Sepanjang Lock Down Sydney terbaru, sambung Edwards, pihaknya telah melihat permintaan yang lebih tinggi daripada sebelumnya, melihat tren yang berkelanjutan, pihaknya tidak akan terkejut melihat harga segera naik.
Sementara itu, Direktur Penjualan dan Pemasaran Crown Group Indonesia, Tyas Sudaryomo, mengungkapkan bahwa seperti halnya pisau, pandemi Covid-19 ini memiliki 2 sisi yang saling bertentangan.
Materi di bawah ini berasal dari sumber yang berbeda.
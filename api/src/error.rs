//! Application-level error type shared by all route handlers.
//!
//! Validation failures render the generic error page with HTTP 200, matching
//! the behavior users of the pages see: a readable message, not a status
//! code. Malformed numeric form input gets a 400 instead of crashing the
//! handler, and database failures map to 500.

use axum::http::StatusCode;
use axum::response::{IntoResponse, Response};
use sea_orm::DbErr;
use thiserror::Error;

#[derive(Debug, Error)]
pub enum AppError {
    #[error("Course title cannot be empty!")]
    EmptyTitle,

    #[error("A course with this title already exists!")]
    DuplicateTitle,

    #[error("Course not found!")]
    CourseNotFound,

    #[error("Participant not found!")]
    ParticipantNotFound,

    #[error("Invalid value for field '{field}'")]
    InvalidField { field: &'static str },

    #[error("Database error: {0}")]
    Database(#[from] DbErr),
}

impl IntoResponse for AppError {
    fn into_response(self) -> Response {
        let status = match &self {
            AppError::InvalidField { .. } => StatusCode::BAD_REQUEST,
            AppError::Database(err) => {
                tracing::error!("database error: {err}");
                StatusCode::INTERNAL_SERVER_ERROR
            }
            _ => StatusCode::OK,
        };

        (status, crate::response::error_page(&self.to_string())).into_response()
    }
}
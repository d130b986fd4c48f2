use serde::Deserialize;

use crate::error::AppError;

/// Form body for `POST /adicionar_participante`.
///
/// Numeric fields arrive as text and are parsed explicitly so malformed
/// input surfaces as `InvalidField` rather than an extractor rejection.
#[derive(Debug, Deserialize)]
pub struct ParticipantForm {
    pub name: String,
    pub age: String,
    pub phone: String,
    pub minicurso_id: String,
}

/// Form body for `POST /alterar_participante`.
#[derive(Debug, Deserialize)]
pub struct UpdateParticipantForm {
    pub participant_id: String,
    pub name: String,
    pub age: String,
    pub phone: String,
    pub minicurso_id: String,
}

pub fn parse_i64(value: &str, field: &'static str) -> Result<i64, AppError> {
    value
        .trim()
        .parse()
        .map_err(|_| AppError::InvalidField { field })
}

pub fn parse_i32(value: &str, field: &'static str) -> Result<i32, AppError> {
    value
        .trim()
        .parse()
        .map_err(|_| AppError::InvalidField { field })
}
Dirinya mengakui dampak pandemi ini sangatlah luar biasa terutama jika dilihat dari varian baru yang lebih menular.
“Namun di sisi lain, pandemi yang telah berjalan sekitar 1,5 tahun ini menciptakan kebiasaan baru terutama dalam hal keuangan. Baik itu dari sisi pemerintah maupun swasta dan rumah tangga. Kombinasi dari stimulan dan kebijakan bunga rendah pemerintah, ditambah pengeluaran rumah tangga yang jauh lebih selektif, jumlah populasi yang rendah karena penurunan angka imigrasi turut mempengaruhi kondisi pasar properti khususnya di Australia,” ujar Tyas.
Kebutuhan masyarakat domestik saat ini akan tempat tinggal yang memiliki konsep biofilik akan terus memberi bahan aditif kepada pasar. Pertumbuhan harga rumah tapak secara alami juga akan ikut mengerek harga unit apartemen. “Belum lagi dari kalangan investor yang melihat bahwa saat ini adalah waktu terbaik untuk melakukan investasi,” ungkap Tyas.
Menurut alumnus University of Sydney ini, meskipun Australia sedang menghadapi gelombang kedua Covid-19 seperti halnya di Indonesia, namun Tyas memiliki keyakinan bahwa pasar properti Austalia akan lebih siap. Mengingat pengalaman dan keberhasilan Negara Kangguru dalam menangani gelombang pertama Covid-19, dirinya yakin bahwa pasar properti di Australia kali ini akan lebih tahan banting.